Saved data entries
──────────
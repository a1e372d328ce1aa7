//! # Twiddle Table Module
//!
//! Read-only sine tables shared by every transform in this crate.
//!
//! Only three quarters of one period are stored: a cosine is read
//! `N_WAVE / 4` entries ahead of the sine at the same argument, and the
//! butterfly passes never need an angle beyond half a period.

/// Length of a full sine period in table steps. This is also the largest
/// transform length supported by [`crate::fft::fix_fft`].
pub const N_WAVE: usize = 256;

/// `log2(N_WAVE)`, the largest supported transform order.
pub const LOG2_N_WAVE: u32 = 8;

/// Number of stored sine samples (`N_WAVE - N_WAVE / 4`).
pub const TABLE_LEN: usize = N_WAVE - N_WAVE / 4;

/// `round(127 * sin(2πk / N_WAVE))` for `k` in `0..TABLE_LEN`.
#[rustfmt::skip]
pub static SINE_Q7: [i8; TABLE_LEN] = [
       0,    3,    6,    9,   12,   16,   19,   22,
      25,   28,   31,   34,   37,   40,   43,   46,
      49,   51,   54,   57,   60,   63,   65,   68,
      71,   73,   76,   78,   81,   83,   85,   88,
      90,   92,   94,   96,   98,  100,  102,  104,
     106,  107,  109,  111,  112,  113,  115,  116,
     117,  118,  120,  121,  122,  122,  123,  124,
     125,  125,  126,  126,  126,  127,  127,  127,
     127,  127,  127,  127,  126,  126,  126,  125,
     125,  124,  123,  122,  122,  121,  120,  118,
     117,  116,  115,  113,  112,  111,  109,  107,
     106,  104,  102,  100,   98,   96,   94,   92,
      90,   88,   85,   83,   81,   78,   76,   73,
      71,   68,   65,   63,   60,   57,   54,   51,
      49,   46,   43,   40,   37,   34,   31,   28,
      25,   22,   19,   16,   12,    9,    6,    3,
       0,   -3,   -6,   -9,  -12,  -16,  -19,  -22,
     -25,  -28,  -31,  -34,  -37,  -40,  -43,  -46,
     -49,  -51,  -54,  -57,  -60,  -63,  -65,  -68,
     -71,  -73,  -76,  -78,  -81,  -83,  -85,  -88,
     -90,  -92,  -94,  -96,  -98, -100, -102, -104,
    -106, -107, -109, -111, -112, -113, -115, -116,
    -117, -118, -120, -121, -122, -122, -123, -124,
    -125, -125, -126, -126, -126, -127, -127, -127,];

/// `round(32767 * sin(2πk / N_WAVE))` for `k` in `0..TABLE_LEN`.
#[rustfmt::skip]
pub static SINE_Q15: [i16; TABLE_LEN] = [
         0,    804,   1608,   2410,   3212,   4011,   4808,   5602,
      6393,   7179,   7962,   8739,   9512,  10278,  11039,  11793,
     12539,  13279,  14010,  14732,  15446,  16151,  16846,  17530,
     18204,  18868,  19519,  20159,  20787,  21403,  22005,  22594,
     23170,  23731,  24279,  24811,  25329,  25832,  26319,  26790,
     27245,  27683,  28105,  28510,  28898,  29268,  29621,  29956,
     30273,  30571,  30852,  31113,  31356,  31580,  31785,  31971,
     32137,  32285,  32412,  32521,  32609,  32678,  32728,  32757,
     32767,  32757,  32728,  32678,  32609,  32521,  32412,  32285,
     32137,  31971,  31785,  31580,  31356,  31113,  30852,  30571,
     30273,  29956,  29621,  29268,  28898,  28510,  28105,  27683,
     27245,  26790,  26319,  25832,  25329,  24811,  24279,  23731,
     23170,  22594,  22005,  21403,  20787,  20159,  19519,  18868,
     18204,  17530,  16846,  16151,  15446,  14732,  14010,  13279,
     12539,  11793,  11039,  10278,   9512,   8739,   7962,   7179,
      6393,   5602,   4808,   4011,   3212,   2410,   1608,    804,
         0,   -804,  -1608,  -2410,  -3212,  -4011,  -4808,  -5602,
     -6393,  -7179,  -7962,  -8739,  -9512, -10278, -11039, -11793,
    -12539, -13279, -14010, -14732, -15446, -16151, -16846, -17530,
    -18204, -18868, -19519, -20159, -20787, -21403, -22005, -22594,
    -23170, -23731, -24279, -24811, -25329, -25832, -26319, -26790,
    -27245, -27683, -28105, -28510, -28898, -29268, -29621, -29956,
    -30273, -30571, -30852, -31113, -31356, -31580, -31785, -31971,
    -32137, -32285, -32412, -32521, -32609, -32678, -32728, -32757,];

/// Sine of `2πk / N_WAVE` from `table`.
///
/// # Panics
/// * If `k >= TABLE_LEN`
#[inline]
pub fn sine<T: Copy>(table: &[T; TABLE_LEN], k: usize) -> T {
    table[k]
}

/// Cosine of `2πk / N_WAVE` from `table`, valid for `k < N_WAVE / 2`.
#[inline]
pub fn cosine<T: Copy>(table: &[T; TABLE_LEN], k: usize) -> T {
    table[k + N_WAVE / 4]
}

#[cfg(test)]
mod tests {
    use super::*;

    #[test]
    fn tables_hit_full_scale_at_quarter_period() {
        assert_eq!(SINE_Q7[0], 0);
        assert_eq!(SINE_Q7[N_WAVE / 4], 127);
        assert_eq!(SINE_Q7[N_WAVE / 2], 0);
        assert_eq!(SINE_Q15[N_WAVE / 4], 32767);
        assert_eq!(SINE_Q15[TABLE_LEN - 1], -32757);
    }

    #[test]
    fn cosine_reads_a_quarter_period_ahead() {
        assert_eq!(cosine(&SINE_Q7, 0), 127);
        assert_eq!(cosine(&SINE_Q7, N_WAVE / 4), 0);
        assert_eq!(cosine(&SINE_Q15, N_WAVE / 8), sine(&SINE_Q15, N_WAVE / 8));
    }

    #[test]
    fn second_half_period_mirrors_the_first() {
        for k in 0..N_WAVE / 4 {
            assert_eq!(SINE_Q7[k + N_WAVE / 2], -SINE_Q7[k]);
            assert_eq!(SINE_Q15[k + N_WAVE / 2], -SINE_Q15[k]);
        }
    }
}
//! # Fixed-Point Spectrum Analyzer GUI
//!
//! Real-time bar display of the integer FFT running on live input.
//!
//! ## Architecture
//! - **Main Thread**: Iced GUI application with dark theme
//! - **Audio Thread**: captures Q7 frames and runs the fixed-point analyzer
//! - **Communication**: Crossbeam channels for thread-safe data exchange
//! - **Updates**: 60 FPS continuous updates via subscription system

mod ui;

use anyhow::Context;
use cpal::traits::StreamTrait;
use crossbeam_channel::{Receiver, Sender};
use iced::{Element, Subscription, Task, Theme};
use spectrum_core::audio::{self, SourceSelector};
use spectrum_core::bars::Bar;
use spectrum_core::config::{AnalyzerConfig, InputSource};
use spectrum_core::{analysis::SpectrumAnalyzer, FrameSpectrum};
use std::thread::{self, JoinHandle};
use tracing_subscriber::EnvFilter;
use ui::main_display::create_main_view;

const CONFIG_PATH: &str = "analyzer_config.json";

/// Used when `RUST_LOG` is unset or does not parse.
const DEFAULT_LOG_FILTER: &str = "spectrum_core=info,spectrum_gui=info";

pub fn main() -> iced::Result {
    let directives = std::env::var("RUST_LOG").ok();
    tracing_subscriber::fmt()
        .with_env_filter(log_filter(directives.as_deref()))
        .with_writer(std::io::stderr)
        .init();

    eprintln!("[MAIN] Starting spectrum analyzer...");
    let result = iced::application("Fixed-Point Spectrum", SpectrumApp::update, SpectrumApp::view)
        .subscription(SpectrumApp::subscription)
        .theme(SpectrumApp::theme)
        .run();
    eprintln!("[MAIN] Application finished with result: {:?}", result);
    result
}

fn log_filter(directives: Option<&str>) -> EnvFilter {
    directives
        .and_then(|d| EnvFilter::try_new(d).ok())
        .unwrap_or_else(|| EnvFilter::new(DEFAULT_LOG_FILTER))
}

#[derive(Debug, Clone)]
pub enum Message {
    ToggleSource,
    SaveConfig,
    LoadConfig,
    Exit,
    Tick,
}

/// Events posted by the audio thread.
#[derive(Debug)]
enum WorkerEvent {
    Started { sample_rate: u32 },
    Frame(FrameSpectrum),
}

/// Requests from the GUI to the audio thread.
#[derive(Debug, Clone, Copy)]
enum WorkerCommand {
    ResetMeter,
    SetDecayStep(u8),
}

/// Everything the view needs to draw a frame.
#[derive(Debug, Clone)]
pub struct AppDisplayData {
    pub audio_worker_active: bool,
    pub source: InputSource,
    pub sample_rate: Option<u32>,
    pub frame_len: usize,
    pub bars: Vec<Bar>,
    pub frames_shown: u64,
}

#[derive(Debug)]
struct AudioWorker {
    shutdown_tx: Sender<()>,
    command_tx: Sender<WorkerCommand>,
    events_rx: Receiver<WorkerEvent>,
    thread_handle: Option<JoinHandle<()>>,
}

impl AudioWorker {
    fn stop(mut self) {
        let _ = self.shutdown_tx.send(());
        if let Some(handle) = self.thread_handle.take() {
            if handle.join().is_err() {
                eprintln!("[MAIN] Audio thread panicked during shutdown");
            }
        }
    }
}

struct SpectrumApp {
    config: AnalyzerConfig,
    selector: SourceSelector,
    audio_worker: Option<AudioWorker>,
    display_data: AppDisplayData,
}

impl Default for SpectrumApp {
    fn default() -> Self {
        eprintln!("[MAIN] Creating SpectrumApp...");
        let config = match AnalyzerConfig::load(CONFIG_PATH) {
            Ok(config) => {
                eprintln!("[MAIN] Loaded configuration from {}", CONFIG_PATH);
                config
            }
            Err(e) => {
                eprintln!("[MAIN] Using default configuration: {:#}", e);
                AnalyzerConfig::default()
            }
        };

        let mut app = Self {
            selector: SourceSelector::new(config.source),
            display_data: AppDisplayData {
                audio_worker_active: false,
                source: config.source,
                sample_rate: None,
                frame_len: config.frame_len(),
                bars: Vec::new(),
                frames_shown: 0,
            },
            config,
            audio_worker: None,
        };

        app.start_audio_processing();
        app
    }
}

impl SpectrumApp {
    fn start_audio_processing(&mut self) {
        match spawn_audio_worker(self.config.clone(), self.selector.clone()) {
            Ok(worker) => {
                self.audio_worker = Some(worker);
                self.display_data.audio_worker_active = true;
            }
            Err(e) => eprintln!("[MAIN] Could not start audio worker: {:#}", e),
        }
    }

    fn stop_audio_processing(&mut self) {
        if let Some(worker) = self.audio_worker.take() {
            eprintln!("[MAIN] Shutting down audio worker...");
            worker.stop();
        }
        self.display_data.audio_worker_active = false;
        self.display_data.sample_rate = None;
    }

    fn send_command(&self, command: WorkerCommand) {
        if let Some(worker) = &self.audio_worker {
            if worker.command_tx.send(command).is_err() {
                eprintln!("[MAIN] Audio thread is gone, dropping {:?}", command);
            }
        }
    }

    fn update(&mut self, message: Message) -> Task<Message> {
        match message {
            Message::Exit => {
                eprintln!("[MAIN] Exit requested - starting cleanup...");
                self.stop_audio_processing();
                return iced::exit();
            }
            Message::ToggleSource => {
                let source = self.selector.get().toggled();
                eprintln!("[MAIN] Switching input to {}", source.label());
                self.selector.set(source);
                self.config.source = source;
                self.display_data.source = source;
                self.send_command(WorkerCommand::ResetMeter);
            }
            Message::SaveConfig => match self.config.save(CONFIG_PATH) {
                Ok(()) => eprintln!("[MAIN] Configuration saved to {}", CONFIG_PATH),
                Err(e) => eprintln!("[MAIN] Error saving configuration: {:#}", e),
            },
            Message::LoadConfig => match AnalyzerConfig::load(CONFIG_PATH) {
                Ok(config) => self.apply_config(config),
                Err(e) => eprintln!("[MAIN] Error loading configuration: {:#}", e),
            },
            Message::Tick => {
                let events: Vec<WorkerEvent> = match &self.audio_worker {
                    Some(worker) => worker.events_rx.try_iter().collect(),
                    None => Vec::new(),
                };
                for event in events {
                    self.process_worker_event(event);
                }
            }
        }
        Task::none()
    }

    /// Applies a freshly loaded configuration. Frame geometry and capture
    /// settings need a new audio thread; source and decay apply live.
    fn apply_config(&mut self, config: AnalyzerConfig) {
        let restart = config.order != self.config.order
            || config.sample_rate != self.config.sample_rate
            || config.power_shift != self.config.power_shift;

        self.selector.set(config.source);
        self.display_data.source = config.source;
        self.display_data.frame_len = config.frame_len();
        self.config = config;

        if restart {
            eprintln!("[MAIN] Capture settings changed, restarting audio worker");
            self.stop_audio_processing();
            self.display_data.bars.clear();
            self.start_audio_processing();
        } else {
            self.send_command(WorkerCommand::SetDecayStep(self.config.peak_decay_step));
            self.send_command(WorkerCommand::ResetMeter);
        }
        eprintln!("[MAIN] Configuration loaded from {}", CONFIG_PATH);
    }

    fn process_worker_event(&mut self, event: WorkerEvent) {
        match event {
            WorkerEvent::Started { sample_rate } => {
                self.display_data.sample_rate = Some(sample_rate);
            }
            WorkerEvent::Frame(spectrum) => {
                self.display_data.bars = spectrum.bars;
                self.display_data.frames_shown += 1;
            }
        }
    }

    fn view(&self) -> Element<'_, Message> {
        create_main_view(&self.display_data)
    }

    fn subscription(&self) -> Subscription<Message> {
        iced::time::every(std::time::Duration::from_millis(16)).map(|_| Message::Tick)
    }

    fn theme(&self) -> Theme {
        Theme::Dark
    }
}

/// Spawns the thread that owns the input stream and the analyzer.
///
/// Frames that fail analysis are reported and skipped; the display keeps
/// the previous bars.
fn spawn_audio_worker(
    config: AnalyzerConfig,
    selector: SourceSelector,
) -> anyhow::Result<AudioWorker> {
    config.validate()?;

    let (shutdown_tx, shutdown_rx) = crossbeam_channel::bounded::<()>(1);
    let (command_tx, command_rx) = crossbeam_channel::unbounded::<WorkerCommand>();
    let (events_tx, events_rx) = crossbeam_channel::unbounded::<WorkerEvent>();

    let thread_handle = thread::Builder::new()
        .name("audio-worker".into())
        .spawn(move || {
            eprintln!("[AUDIO-THREAD] Starting audio thread...");
            let (stream, sample_rate, frames) =
                match audio::start_audio_capture(&config, selector) {
                    Ok(started) => started,
                    Err(e) => {
                        eprintln!("[AUDIO-THREAD] Fatal Error starting audio: {:#}", e);
                        return;
                    }
                };
            eprintln!("[AUDIO-THREAD] Capturing at {} Hz", sample_rate);
            if events_tx.send(WorkerEvent::Started { sample_rate }).is_err() {
                return;
            }

            let mut analyzer = SpectrumAnalyzer::new(&config);
            loop {
                crossbeam_channel::select! {
                    recv(frames.ready()) -> msg => match msg {
                        Ok(frame) => {
                            let result = analyzer.process_frame(&frame);
                            frames.recycle(frame);
                            match result {
                                Ok(spectrum) => {
                                    if events_tx.send(WorkerEvent::Frame(spectrum)).is_err() {
                                        eprintln!("[AUDIO-THREAD] GUI receiver dropped");
                                        break;
                                    }
                                }
                                Err(e) => eprintln!("[AUDIO-THREAD] Skipping frame: {}", e),
                            }
                        }
                        Err(_) => {
                            eprintln!("[AUDIO-THREAD] Audio channel closed");
                            break;
                        }
                    },
                    recv(command_rx) -> msg => match msg {
                        Ok(WorkerCommand::ResetMeter) => analyzer.reset(),
                        Ok(WorkerCommand::SetDecayStep(step)) => analyzer.set_decay_step(step),
                        Err(_) => break,
                    },
                    recv(shutdown_rx) -> _ => {
                        eprintln!("[AUDIO-THREAD] Received shutdown signal");
                        break;
                    },
                }
            }

            if let Err(e) = stream.pause() {
                eprintln!("[AUDIO-THREAD] Error pausing stream: {}", e);
            }
            drop(stream);
            eprintln!("[AUDIO-THREAD] Audio thread finished");
        })
        .context("spawning audio thread")?;

    Ok(AudioWorker {
        shutdown_tx,
        command_tx,
        events_rx,
        thread_handle: Some(thread_handle),
    })
}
──────────
■ EXERCISE DESCRIPTION ■
Write out every line from the data above that includes "const".

■ WRITTEN SOLUTION ■
pub const N_WAVE: usize = 256;
pub const LOG2_N_WAVE: u32 = 8;
pub const TABLE_LEN: usize = N_WAVE - N_WAVE / 4;
const CONFIG_PATH: &str = "analyzer_config.json";
const DEFAULT_LOG_FILTER: &str = "spectrum_core=info,spectrum_gui=info";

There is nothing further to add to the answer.